I'm losing my smoking habit and finding my skin feels like warm chainmail. I'm quitting for myself, but, of course a lovely young woman has her hand in my attempt to shed this self inflicted curse. Addiction snuck up on me years ago. Even still, I marvel at its subtle hold over me.
I have never thought of myself as a smoker. I haven't made a point to quit before largely due to this fact. Whenever I would reach for a cigarette, the part of my brain that should protect me against the undeniable threat of cancer is shut down by a hardwired chemical dependence. Smoking seemed romantic to me. Logic wasn't ever present enough to kill the desire. So it goes.

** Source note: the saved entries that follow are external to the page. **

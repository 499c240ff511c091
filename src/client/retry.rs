//! Retry logic with exponential backoff.

use std::future::Future;
use std::time::Duration;
use tokio::time::sleep;
use tracing::debug;

use crate::error::Error;

/// Parameters for exponential backoff.
#[derive(Debug, Clone)]
pub struct BackoffParams {
    /// Initial delay in milliseconds
    pub initial_ms: u64,
    /// Multiplier for each retry
    pub mult: f64,
    /// Maximum delay in milliseconds
    pub max_ms: u64,
    /// Maximum number of tries (None = unlimited)
    pub max_tries: Option<u32>,
    /// Maximum total time in milliseconds (None = unlimited)
    pub max_total_ms: Option<u64>,
}

impl Default for BackoffParams {
    fn default() -> Self {
        Self {
            initial_ms: 100,
            mult: 2.0,
            max_ms: 30_000,
            max_tries: Some(5),
            max_total_ms: Some(60_000),
        }
    }
}

impl BackoffParams {
    /// Params for long sync runs: page requests may hit rate limits mid-feed.
    pub fn for_sync() -> Self {
        Self {
            initial_ms: 500,
            mult: 2.0,
            max_ms: 60_000,
            max_tries: Some(10),
            max_total_ms: Some(300_000),
        }
    }
}

/// Retry a function with exponential backoff.
///
/// # Arguments
///
/// * `f` - The async function to retry
/// * `can_retry` - Function to check if an error is retriable
/// * `params` - Backoff parameters
/// * `enable_debug` - Enable debug logging
///
/// # Returns
///
/// The result of the function, or the last error if all retries failed.
pub async fn retry_with_backoff<F, Fut, T, E, R>(
    mut f: F,
    can_retry: R,
    params: &BackoffParams,
    enable_debug: bool,
) -> Result<T, E>
where
    F: FnMut() -> Fut,
    Fut: Future<Output = Result<T, E>>,
    R: Fn(&E) -> bool,
    E: std::fmt::Debug,
{
    let start_time = std::time::Instant::now();
    let mut backoff_ms = 0u64;
    let mut tries = 0u32;

    loop {
        match f().await {
            Ok(result) => {
                if tries > 0 && enable_debug {
                    debug!("Operation succeeded after {} transient failures", tries);
                }
                return Ok(result);
            }
            Err(e) => {
                tries += 1;

                // Check max tries
                if let Some(max) = params.max_tries {
                    if tries >= max {
                        return Err(e);
                    }
                }

                // Check if retriable
                if !can_retry(&e) {
                    return Err(e);
                }

                // Calculate backoff
                backoff_ms = if backoff_ms == 0 {
                    params.initial_ms
                } else {
                    ((backoff_ms as f64) * params.mult).min(params.max_ms as f64) as u64
                };

                // Check max total time
                if let Some(max_total) = params.max_total_ms {
                    let elapsed = start_time.elapsed().as_millis() as u64;
                    if elapsed + backoff_ms > max_total {
                        return Err(e);
                    }
                }

                if enable_debug {
                    debug!(
                        "Operation failed with error {:?}, retrying in {} ms; retries = {}",
                        e, backoff_ms, tries
                    );
                }

                sleep(Duration::from_millis(backoff_ms)).await;
            }
        }
    }
}

/// Retry with the default retriable error check.
pub async fn retry_api<F, Fut, T>(f: F, params: &BackoffParams, debug: bool) -> crate::Result<T>
where
    F: FnMut() -> Fut,
    Fut: Future<Output = crate::Result<T>>,
{
    retry_with_backoff(f, |e: &Error| e.is_retriable(), params, debug).await
}

#[cfg(test)]
mod tests {
    use super::*;
    use std::cell::Cell;

    #[tokio::test]
    async fn test_success_on_first_try() {
        let result: Result<u32, Error> = retry_api(
            || async { Ok(7) },
            &BackoffParams::default(),
            false,
        )
        .await;
        assert_eq!(result.unwrap(), 7);
    }

    #[tokio::test]
    async fn test_retries_transient_then_succeeds() {
        let calls = Cell::new(0u32);
        let params = BackoffParams {
            initial_ms: 1,
            mult: 1.0,
            max_ms: 1,
            max_tries: Some(5),
            max_total_ms: None,
        };

        let result = retry_api(
            || {
                calls.set(calls.get() + 1);
                let n = calls.get();
                async move {
                    if n < 3 {
                        Err(Error::api(503, "Service Unavailable", ""))
                    } else {
                        Ok("done")
                    }
                }
            },
            &params,
            false,
        )
        .await;

        assert_eq!(result.unwrap(), "done");
        assert_eq!(calls.get(), 3);
    }

    #[tokio::test]
    async fn test_non_retriable_error_returns_immediately() {
        let calls = Cell::new(0u32);
        let result: crate::Result<()> = retry_api(
            || {
                calls.set(calls.get() + 1);
                async { Err(Error::api(404, "Not Found", "")) }
            },
            &BackoffParams::default(),
            false,
        )
        .await;

        assert!(result.is_err());
        assert_eq!(calls.get(), 1);
    }

    #[tokio::test]
    async fn test_max_tries_exhausted() {
        let calls = Cell::new(0u32);
        let params = BackoffParams {
            initial_ms: 1,
            mult: 1.0,
            max_ms: 1,
            max_tries: Some(3),
            max_total_ms: None,
        };

        let result: crate::Result<()> = retry_api(
            || {
                calls.set(calls.get() + 1);
                async { Err(Error::api(500, "Internal Server Error", "")) }
            },
            &params,
            false,
        )
        .await;

        assert!(result.is_err());
        assert_eq!(calls.get(), 3);
    }
}
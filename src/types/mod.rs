//! Wire types for the Delivery API.

pub mod entities;
pub mod sync;

pub use entities::*;
pub use sync::*;
/// Submission-time validation
///
/// Every check here runs before a workflow is created, so malformed DAGs never
/// reach the reconciliation loop. Cycle detection reuses petgraph's toposort
/// over the task dependency graph, and again over the template call graph.

use crate::error::{EngineError, Result};
use crate::runtime::scheduler::parse_schedule;
use crate::workflow::types::{CronWorkflow, DagTemplate, TemplateBody, Workflow, WorkflowSpec};
use petgraph::algo::toposort;
use petgraph::graph::{DiGraph, NodeIndex};
use std::collections::{HashMap, HashSet};

/// Validate a workflow before submission
pub fn validate_workflow(workflow: &Workflow) -> Result<()> {
    validate_spec(&workflow.spec)
}

/// Validate templates, references, and DAG shape
pub fn validate_spec(spec: &WorkflowSpec) -> Result<()> {
    if spec.entrypoint.trim().is_empty() {
        return Err(invalid("spec.entrypoint is required"));
    }
    if spec.parallelism == Some(0) {
        return Err(invalid("spec.parallelism must be greater than zero"));
    }

    let mut names = HashSet::new();
    for template in &spec.templates {
        if template.name.trim().is_empty() {
            return Err(invalid("template name must not be empty"));
        }
        if !names.insert(template.name.as_str()) {
            return Err(invalid(format!("duplicate template '{}'", template.name)));
        }
    }

    if !names.contains(spec.entrypoint.as_str()) {
        return Err(invalid(format!(
            "entrypoint template '{}' not found",
            spec.entrypoint
        )));
    }
    if let Some(on_exit) = &spec.on_exit {
        if !names.contains(on_exit.as_str()) {
            return Err(invalid(format!("onExit template '{}' not found", on_exit)));
        }
    }

    for template in &spec.templates {
        match &template.body {
            TemplateBody::Container(container) => {
                if container.image.trim().is_empty() {
                    return Err(invalid(format!(
                        "template '{}': container image is required",
                        template.name
                    )));
                }
            }
            TemplateBody::Dag(dag) => validate_dag(&template.name, dag, &names)?,
        }
    }

    validate_template_graph(spec)
}

/// Task names, references, and acyclicity within one DAG template
fn validate_dag(template_name: &str, dag: &DagTemplate, templates: &HashSet<&str>) -> Result<()> {
    if dag.tasks.is_empty() {
        return Err(invalid(format!("template '{}': dag has no tasks", template_name)));
    }
    if dag.parallelism == Some(0) {
        return Err(invalid(format!(
            "template '{}': dag parallelism must be greater than zero",
            template_name
        )));
    }

    let mut graph: DiGraph<&str, ()> = DiGraph::new();
    let mut index: HashMap<&str, NodeIndex> = HashMap::new();

    for task in &dag.tasks {
        if task.name.trim().is_empty() || task.name.contains('.') {
            return Err(invalid(format!(
                "template '{}': invalid task name '{}'",
                template_name, task.name
            )));
        }
        if index.contains_key(task.name.as_str()) {
            return Err(invalid(format!(
                "template '{}': duplicate task '{}'",
                template_name, task.name
            )));
        }
        if !templates.contains(task.template.as_str()) {
            return Err(invalid(format!(
                "template '{}': task '{}' references unknown template '{}'",
                template_name, task.name, task.template
            )));
        }
        index.insert(task.name.as_str(), graph.add_node(task.name.as_str()));
    }

    for task in &dag.tasks {
        let to = index[task.name.as_str()];
        for dep in &task.dependencies {
            let from = index.get(dep.as_str()).ok_or_else(|| {
                invalid(format!(
                    "template '{}': task '{}' depends on unknown task '{}'",
                    template_name, task.name, dep
                ))
            })?;
            graph.add_edge(*from, to, ());
        }
    }

    toposort(&graph, None).map_err(|cycle| {
        invalid(format!(
            "template '{}': dependency cycle involving task '{}'",
            template_name, graph[cycle.node_id()]
        ))
    })?;
    Ok(())
}

/// Reject DAG templates that (transitively) call themselves
fn validate_template_graph(spec: &WorkflowSpec) -> Result<()> {
    let mut graph: DiGraph<&str, ()> = DiGraph::new();
    let index: HashMap<&str, NodeIndex> = spec
        .templates
        .iter()
        .map(|t| (t.name.as_str(), graph.add_node(t.name.as_str())))
        .collect();

    for template in &spec.templates {
        if let TemplateBody::Dag(dag) = &template.body {
            for task in &dag.tasks {
                graph.add_edge(index[template.name.as_str()], index[task.template.as_str()], ());
            }
        }
    }

    toposort(&graph, None).map_err(|cycle| {
        invalid(format!(
            "template '{}' recursively references itself",
            graph[cycle.node_id()]
        ))
    })?;
    Ok(())
}

/// Validate a cron workflow: schedule, timezone, and embedded spec
pub fn validate_cron_workflow(cron: &CronWorkflow) -> Result<()> {
    parse_schedule(&cron.spec.schedule).map_err(EngineError::Validation)?;
    match cron.spec.timezone.as_deref() {
        None | Some("") | Some("UTC") | Some("Etc/UTC") => {}
        Some(other) => {
            return Err(invalid(format!(
                "unsupported timezone '{}': only UTC schedules are supported",
                other
            )))
        }
    }
    validate_spec(&cron.spec.workflow_spec)
}

fn invalid(message: impl Into<String>) -> EngineError {
    EngineError::Validation(message.into())
}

I'm working on ignoring the inhalant urge until I train my body not to feel the need based on environmental cues. Let's say an existential question has been directed my way. How am I supposed to express deep thought and honest consideration during the dramatic pause in conversation without a pull from our pure as poison antihero, the cigarette? I suppose I'll just have to take to furrowing my brow while twisting my mustache with my thumb and pointer finger.
Quitting has been the ultimate test of self control. Like training for a marathon it takes constant focus and attention. In this case, the marathon is represented by the rest of your life and the prize is just a longer race with less uphill battles and no guarantee of less pain. The finish line is certain death regardless of the path.
Along side the constant attention required to tend this lush garden of want lay the physiological effects of withdrawal. I am on edge and tired without the chemically induced normal. My body recognizes this feeling as a general hunger. When I don't eat as much as I should I experience similar pangs of misdirected angst. My voracious appetite is effectively a jackhammer of greed amplified exponentially with the now vacant castle of stimulus where prince nicotine used to reside.
Which one of my "last" smokes is it going to be that dooms me? If I knew, I'm sure I'd avoid that one. The fact is, it takes quite a lot to do damage to our fragile, but evolutionarily resilient, bodies. Sadly, one more smoke is never just that, until it is. As a rule, the only time I'll quit anything is if it is absolutely necessary and the gain will outweigh both the loss and peripheral damages. By all accounts this one should be worth it. It better be.